Note 1. Summary of Business and Significant Accounting Policies

Description of Business

Veeva is a leading provider of industry cloud solutions for the global life sciences industry. We were founded in 2007 on the premise that industry-specific cloud solutions could best address the operating challenges and regulatory requirements of life sciences companies. Our products are designed to meet the unique needs of our customers and their most strategic business functions—from research and development (R&D) to commercialization. Our products address a broad range of needs—including multichannel customer relationship management (CRM), content management, master data management, and data regarding healthcare professionals and organizations. Veeva is also offering its regulated content management solutions to a new set of customers in process and discrete manufacturing, consumer packaged goods, and highly regulated services industries. Our fiscal year end is January 31.

 

Principles of Consolidation and Basis of Presentation

These unaudited condensed consolidated financial statements have been prepared in accordance with generally accepted accounting principles in the United States (GAAP) and applicable rules and regulations of the Securities and Exchange Commission (SEC) regarding interim financial reporting and include the accounts of our wholly-owned subsidiaries after elimination of intercompany accounts and transactions. Certain information and note disclosures normally included in the financial statements prepared in accordance with GAAP have been condensed or omitted pursuant to such rules and regulations. Therefore, these condensed consolidated financial statements should be read in conjunction with the consolidated financial statements and notes included in Veeva’s Annual Report on Form 10-K for the fiscal year ended January 31, 2018, filed on March 29, 2018. Except for the accounting policies for revenue recognition, unbilled accounts receivable, and deferred costs that were updated as a result of adopting Accounting Standards Update (ASU) 2014-09, “Revenue from Contracts with Customers” (Topic 606), there have been no changes to our significant accounting policies described in the annual report that have had a material impact on our condensed consolidated financial statements and related notes.

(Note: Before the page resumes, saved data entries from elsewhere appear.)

//! Session construction helpers for ScyllaDB and Apache Cassandra
//!
//! Turns a declarative [`Configuration`] into a ready-to-use driver session.
//! All protocol, pooling and topology work is done by the `scylla` driver;
//! this crate only validates the configuration, copies the fields that are
//! set onto the driver's session builder and, for containerized
//! environments, resolves container names to their IP addresses first.
//!
//! # Features
//!
//! - `config` (default) - `core_config::FromEnv` support for [`Configuration`]
//!
//! # Examples
//!
//! ## Base session
//!
//! ```ignore
//! use scylladbh::{Configuration, Consistency, new_session};
//!
//! let config = Configuration::new(vec!["10.0.0.1", "10.0.0.2"])
//!     .with_keyspace("app")
//!     .with_credentials("cassandra", "cassandra")
//!     .with_consistency(Consistency::LocalQuorum);
//! let session = new_session(&config).await?;
//! ```
//!
//! ## Query-builder session
//!
//! ```ignore
//! use scylladbh::{new_session_x, qb};
//!
//! let session = new_session_x(&config).await?;
//! session
//!     .exec(&qb::insert("users").columns(["id", "name"]), (id, "alice"))
//!     .await?;
//! ```
//!
//! ## Containers
//!
//! ```ignore
//! use scylladbh::{Configuration, new_docker_session};
//!
//! // nodes name containers; their bridge-network IPs are used to connect
//! let session = new_docker_session(&Configuration::new(vec!["test-scylla"]), None).await?;
//! ```

pub mod config;
pub mod connector;
pub mod consistency;
pub mod docker;
mod duration;
pub mod error;
pub mod health;
pub mod qb;
pub mod session_x;

pub use config::Configuration;
pub use connector::{
    ScyllaSession, create_keyspace_if_not_exists, execution_profile, new_docker_session,
    new_docker_session_x, new_session, new_session_with_resolver, new_session_x,
    resolve_configuration, session_builder, use_keyspace,
};
pub use consistency::Consistency;
pub use docker::{ContainerResolver, DockerInspect};
pub use error::{ScyllaError, ScyllaResult};
pub use health::{ClusterInfo, HealthStatus, check_health, check_health_detailed, get_cluster_info};
pub use session_x::SessionX;

// Re-export scylla types for convenience
pub use scylla::client::session::Session;
pub use scylla::client::session_builder::SessionBuilder;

The condensed consolidated balance sheet as of January 31, 2018 included herein was derived from the audited financial statements as of that date. These unaudited condensed consolidated financial statements reflect all normal recurring adjustments necessary to present fairly the financial position, results of operations, our comprehensive income and cash flows for the interim periods, but are not necessarily indicative of the results of operations to be anticipated for the full fiscal year ending January 31, 2019 or any other period.

Effective February 1, 2018, we adopted the requirements of Topic 606, ASU 2016-18, “Statement of Cash Flows, Restricted Cash,” and ASU 2018-02, “Reclassification of Certain Tax Effects from Accumulated Other Comprehensive Income,” as discussed in this note. All amounts and disclosures set forth in this Form 10-Q for previously reported periods have also been updated to comply with the new standards, as indicated by the “as adjusted” tables in this footnote.

Use of Estimates

The preparation of condensed consolidated financial statements in conformity with GAAP requires us to make estimates, judgments and assumptions that affect the condensed consolidated financial statements and the notes thereto. These estimates are based on information available as of the date of the condensed consolidated financial statements. On a regular basis, management evaluates these estimates and assumptions. Significant items subject to such estimates and assumptions include, but are not limited to:

 

the standalone selling price for each distinct performance obligation included in customer contracts with multiple performance obligations;

 

the period of benefit for deferred costs;

 

the collectibility of our accounts receivable;

 

the fair value of assets acquired and liabilities assumed for business combinations;

 

the valuation of short-term investments and the determination of other-than-temporary impairments;

 

the realizability of deferred income tax assets and liabilities;

 

the fair value of our stock-based awards; and

 

the capitalization and estimated useful life of internal-use software development costs.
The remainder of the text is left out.